• Task to carry out:
Could every line of the data be printed exactly as it reads?

Collected data:
//! OpenSearch index configuration and mappings.
//!
//! This module defines the index settings and mappings for the item search index.

use item_search_shared::fields;
use serde_json::{json, Value};

/// The base name of the search index (without version).
pub const INDEX_NAME: &str = "item";

/// Configuration for the search index.
#[derive(Debug, Clone)]
pub struct IndexConfig {
    /// The alias name for the search index (used for all operations).
    pub alias: String,
    /// The version number for the index (e.g., 0 for "item_v0").
    pub version: u32,
    /// Number of primary shards used when the index is created.
    pub shards: u32,
    /// Number of replicas used when the index is created.
    pub replicas: u32,
    /// Wait for writes to become visible to search before returning.
    pub refresh: bool,
}

impl IndexConfig {
    /// Create a new index configuration with 1 shard, 1 replica and refresh-on-write enabled.
    ///
    /// # Arguments
    ///
    /// * `alias` - The index alias name
    /// * `version` - The version number
    pub fn new(alias: impl Into<String>, version: u32) -> Self {
        Self {
            alias: alias.into(),
            version,
            shards: 1,
            replicas: 1,
            refresh: true,
        }
    }

    /// Set the shard and replica counts.
    pub fn with_shards(mut self, shards: u32, replicas: u32) -> Self {
        self.shards = shards;
        self.replicas = replicas;
        self
    }

    /// Enable or disable waiting for refresh on writes.
    pub fn with_refresh(mut self, refresh: bool) -> Self {
        self.refresh = refresh;
        self
    }

    /// The physical index name behind the alias, e.g. "item_v0".
    pub fn versioned_index_name(&self) -> String {
        format!("{}_v{}", self.alias, self.version)
    }
}

impl Default for IndexConfig {
    fn default() -> Self {
        Self::new(INDEX_NAME, 0)
    }
}

/// Get the index settings, mappings and alias for the item search index.
///
/// The configuration includes:
/// - **text**: `title`, analyzed for full-text match
/// - **keyword**: `category` and `brand` for exact matches and terms aggregations
/// - **double**: `price` for sorting, ranges and metrics
/// - **long**: `id` for sorting and as a paging tiebreaker
/// - `images` is stored in `_source` but not indexed
pub fn get_index_settings(config: &IndexConfig) -> Value {
    json!({
        "settings": {
            "number_of_shards": config.shards,
            "number_of_replicas": config.replicas
        },
        "mappings": {
            "properties": {
                (fields::ID): {
                    "type": "long"
                },
                (fields::TITLE): {
                    "type": "text"
                },
                (fields::CATEGORY): {
                    "type": "keyword"
                },
                (fields::BRAND): {
                    "type": "keyword"
                },
                (fields::PRICE): {
                    "type": "double"
                },
                (fields::IMAGES): {
                    "type": "keyword",
                    "index": false
                }
            }
        },
        "aliases": {
            config.alias.as_str(): {}
        }
    })
}
//! Configuration types for the ItemRepository.

/// Default page size used when scanning every matching document.
pub const DEFAULT_SCAN_PAGE_SIZE: usize = 500;

/// Configuration for the ItemRepository.
///
/// This struct allows customization of repository behavior around batch
/// operation limits and the page size used by full scans (`find_all`,
/// `find_by_price_between`).
#[derive(Debug, Clone)]
pub struct RepositoryConfig {
    /// Maximum number of documents allowed in a single `save_all` call.
    ///
    /// Set to `None` to disable the limit (not recommended for production).
    /// Defaults to 1000 if not specified.
    pub max_batch_size: Option<usize>,

    /// Page size used when streaming through all matching documents.
    ///
    /// Must be greater than 0. Defaults to 500.
    pub scan_page_size: usize,
}

impl Default for RepositoryConfig {
    fn default() -> Self {
        Self {
            max_batch_size: Some(1000),
            scan_page_size: DEFAULT_SCAN_PAGE_SIZE,
        }
    }
}

impl RepositoryConfig {
    /// Create a config with no batch size limit.
    ///
    /// # Warning
    ///
    /// Removing batch size limits can lead to memory issues and timeouts when
    /// saving very large batches.
    pub fn unlimited() -> Self {
        Self {
            max_batch_size: None,
            ..Self::default()
        }
    }

    /// Create a config with a custom batch size limit.
    pub fn with_max_batch_size(max_batch_size: usize) -> Self {
        Self {
            max_batch_size: Some(max_batch_size),
            ..Self::default()
        }
    }

    /// Set the page size used by full scans.
    pub fn scan_page_size(mut self, scan_page_size: usize) -> Self {
        self.scan_page_size = scan_page_size;
        self
    }
}
//! Item document types for the search index.
//!
//! This module defines the document structure that is indexed in the search engine.

use serde::{Deserialize, Serialize};

/// Field names of the item document as they appear in the index.
pub mod fields {
    pub const ID: &str = "id";
    pub const TITLE: &str = "title";
    pub const CATEGORY: &str = "category";
    pub const BRAND: &str = "brand";
    pub const PRICE: &str = "price";
    pub const IMAGES: &str = "images";
}

/// Document representation for the search index.
///
/// This struct represents an item as it is stored in the search engine.
/// Saving a document whose `id` already exists replaces the stored version.
///
/// # Fields
///
/// - `id`: Unique identifier for the item, also used as the engine document id
/// - `title`: Analyzed text, the primary full-text search field
/// - `category`: Keyword field for exact matches
/// - `brand`: Keyword field for exact matches and bucketing
/// - `price`: Orderable and range-queryable price
/// - `images`: Image URL, stored but not indexed
#[derive(Debug, Clone, Serialize, Deserialize, PartialEq)]
pub struct ItemDocument {
    pub id: u64,
    pub title: String,
    pub category: String,
    pub brand: String,
    pub price: f64,
    #[serde(default)]
    pub images: String,
}

impl ItemDocument {
    /// Create a new item document.
    ///
    /// # Example
    ///
    /// ```
    /// use item_search_shared::ItemDocument;
    ///
    /// let doc = ItemDocument::new(1, "Mi 8", "phone", "Xiaomi", 2299.0, "img/1.jpg");
    /// assert_eq!(doc.document_id(), "1");
    /// ```
    pub fn new(
        id: u64,
        title: impl Into<String>,
        category: impl Into<String>,
        brand: impl Into<String>,
        price: f64,
        images: impl Into<String>,
    ) -> Self {
        Self {
            id,
            title: title.into(),
            category: category.into(),
            brand: brand.into(),
            price,
            images: images.into(),
        }
    }

    /// Generate the document ID used in the search index.
    pub fn document_id(&self) -> String {
        self.id.to_string()
    }
}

• Your solution:
//! OpenSearch index configuration and mappings.
//!
//! This module defines the index settings and mappings for the item search index.

use item_search_shared::fields;
use serde_json::{json, Value};

/// The base name of the search index (without version).
pub const INDEX_NAME: &str = "item";

/// Configuration for the search index.
#[derive(Debug, Clone)]
pub struct IndexConfig {
    /// The alias name for the search index (used for all operations).
    pub alias: String,
    /// The version number for the index (e.g., 0 for "item_v0").
    pub version: u32,
    /// Number of primary shards used when the index is created.
    pub shards: u32,
    /// Number of replicas used when the index is created.
    pub replicas: u32,
    /// Wait for writes to become visible to search before returning.
    pub refresh: bool,
}

impl IndexConfig {
    /// Create a new index configuration with 1 shard, 1 replica and refresh-on-write enabled.
    ///
    /// # Arguments
    ///
    /// * `alias` - The index alias name
    /// * `version` - The version number
    pub fn new(alias: impl Into<String>, version: u32) -> Self {
        Self {
            alias: alias.into(),
            version,
            shards: 1,
            replicas: 1,
            refresh: true,
        }
    }

    /// Set the shard and replica counts.
    pub fn with_shards(mut self, shards: u32, replicas: u32) -> Self {
        self.shards = shards;
        self.replicas = replicas;
        self
    }

    /// Enable or disable waiting for refresh on writes.
    pub fn with_refresh(mut self, refresh: bool) -> Self {
        self.refresh = refresh;
        self
    }

    /// The physical index name behind the alias, e.g. "item_v0".
    pub fn versioned_index_name(&self) -> String {
        format!("{}_v{}", self.alias, self.version)
    }
}

impl Default for IndexConfig {
    fn default() -> Self {
        Self::new(INDEX_NAME, 0)
    }
}

/// Get the index settings, mappings and alias for the item search index.
///
/// The configuration includes:
/// - **text**: `title`, analyzed for full-text match
/// - **keyword**: `category` and `brand` for exact matches and terms aggregations
/// - **double**: `price` for sorting, ranges and metrics
/// - **long**: `id` for sorting and as a paging tiebreaker
/// - `images` is stored in `_source` but not indexed
pub fn get_index_settings(config: &IndexConfig) -> Value {
    json!({
        "settings": {
            "number_of_shards": config.shards,
            "number_of_replicas": config.replicas
        },
        "mappings": {
            "properties": {
                (fields::ID): {
                    "type": "long"
                },
                (fields::TITLE): {
                    "type": "text"
                },
                (fields::CATEGORY): {
                    "type": "keyword"
                },
                (fields::BRAND): {
                    "type": "keyword"
                },
                (fields::PRICE): {
                    "type": "double"
                },
                (fields::IMAGES): {
                    "type": "keyword",
                    "index": false
                }
            }
        },
        "aliases": {
            config.alias.as_str(): {}
        }
    })
}
//! Configuration types for the ItemRepository.

/// Default page size used when scanning every matching document.
pub const DEFAULT_SCAN_PAGE_SIZE: usize = 500;

/// Configuration for the ItemRepository.
///
/// This struct allows customization of repository behavior around batch
/// operation limits and the page size used by full scans (`find_all`,
/// `find_by_price_between`).
#[derive(Debug, Clone)]
pub struct RepositoryConfig {
    /// Maximum number of documents allowed in a single `save_all` call.
    ///
    /// Set to `None` to disable the limit (not recommended for production).
    /// Defaults to 1000 if not specified.
    pub max_batch_size: Option<usize>,

    /// Page size used when streaming through all matching documents.
    ///
    /// Must be greater than 0. Defaults to 500.
    pub scan_page_size: usize,
}

impl Default for RepositoryConfig {
    fn default() -> Self {
        Self {
            max_batch_size: Some(1000),
            scan_page_size: DEFAULT_SCAN_PAGE_SIZE,
        }
    }
}

impl RepositoryConfig {
    /// Create a config with no batch size limit.
    ///
    /// # Warning
    ///
    /// Removing batch size limits can lead to memory issues and timeouts when
    /// saving very large batches.
    pub fn unlimited() -> Self {
        Self {
            max_batch_size: None,
            ..Self::default()
        }
    }

    /// Create a config with a custom batch size limit.
    pub fn with_max_batch_size(max_batch_size: usize) -> Self {
        Self {
            max_batch_size: Some(max_batch_size),
            ..Self::default()
        }
    }

    /// Set the page size used by full scans.
    pub fn scan_page_size(mut self, scan_page_size: usize) -> Self {
        self.scan_page_size = scan_page_size;
        self
    }
}
//! Item document types for the search index.
//!
//! This module defines the document structure that is indexed in the search engine.

use serde::{Deserialize, Serialize};

/// Field names of the item document as they appear in the index.
pub mod fields {
    pub const ID: &str = "id";
    pub const TITLE: &str = "title";
    pub const CATEGORY: &str = "category";
    pub const BRAND: &str = "brand";
    pub const PRICE: &str = "price";
    pub const IMAGES: &str = "images";
}

/// Document representation for the search index.
///
/// This struct represents an item as it is stored in the search engine.
/// Saving a document whose `id` already exists replaces the stored version.
///
/// # Fields
///
/// - `id`: Unique identifier for the item, also used as the engine document id
/// - `title`: Analyzed text, the primary full-text search field
/// - `category`: Keyword field for exact matches
/// - `brand`: Keyword field for exact matches and bucketing
/// - `price`: Orderable and range-queryable price
/// - `images`: Image URL, stored but not indexed
#[derive(Debug, Clone, Serialize, Deserialize, PartialEq)]
pub struct ItemDocument {
    pub id: u64,
    pub title: String,
    pub category: String,
    pub brand: String,
    pub price: f64,
    #[serde(default)]
    pub images: String,
}

impl ItemDocument {
    /// Create a new item document.
    ///
    /// # Example
    ///
    /// ```
    /// use item_search_shared::ItemDocument;
    ///
    /// let doc = ItemDocument::new(1, "Mi 8", "phone", "Xiaomi", 2299.0, "img/1.jpg");
    /// assert_eq!(doc.document_id(), "1");
    /// ```
    pub fn new(
        id: u64,
        title: impl Into<String>,
        category: impl Into<String>,
        brand: impl Into<String>,
        price: f64,
        images: impl Into<String>,
    ) -> Self {
        Self {
            id,
            title: title.into(),
            category: category.into(),
            brand: brand.into(),
            price,
            images: images.into(),
        }
    }

    /// Generate the document ID used in the search index.
    pub fn document_id(&self) -> String {
        self.id.to_string()
    }
}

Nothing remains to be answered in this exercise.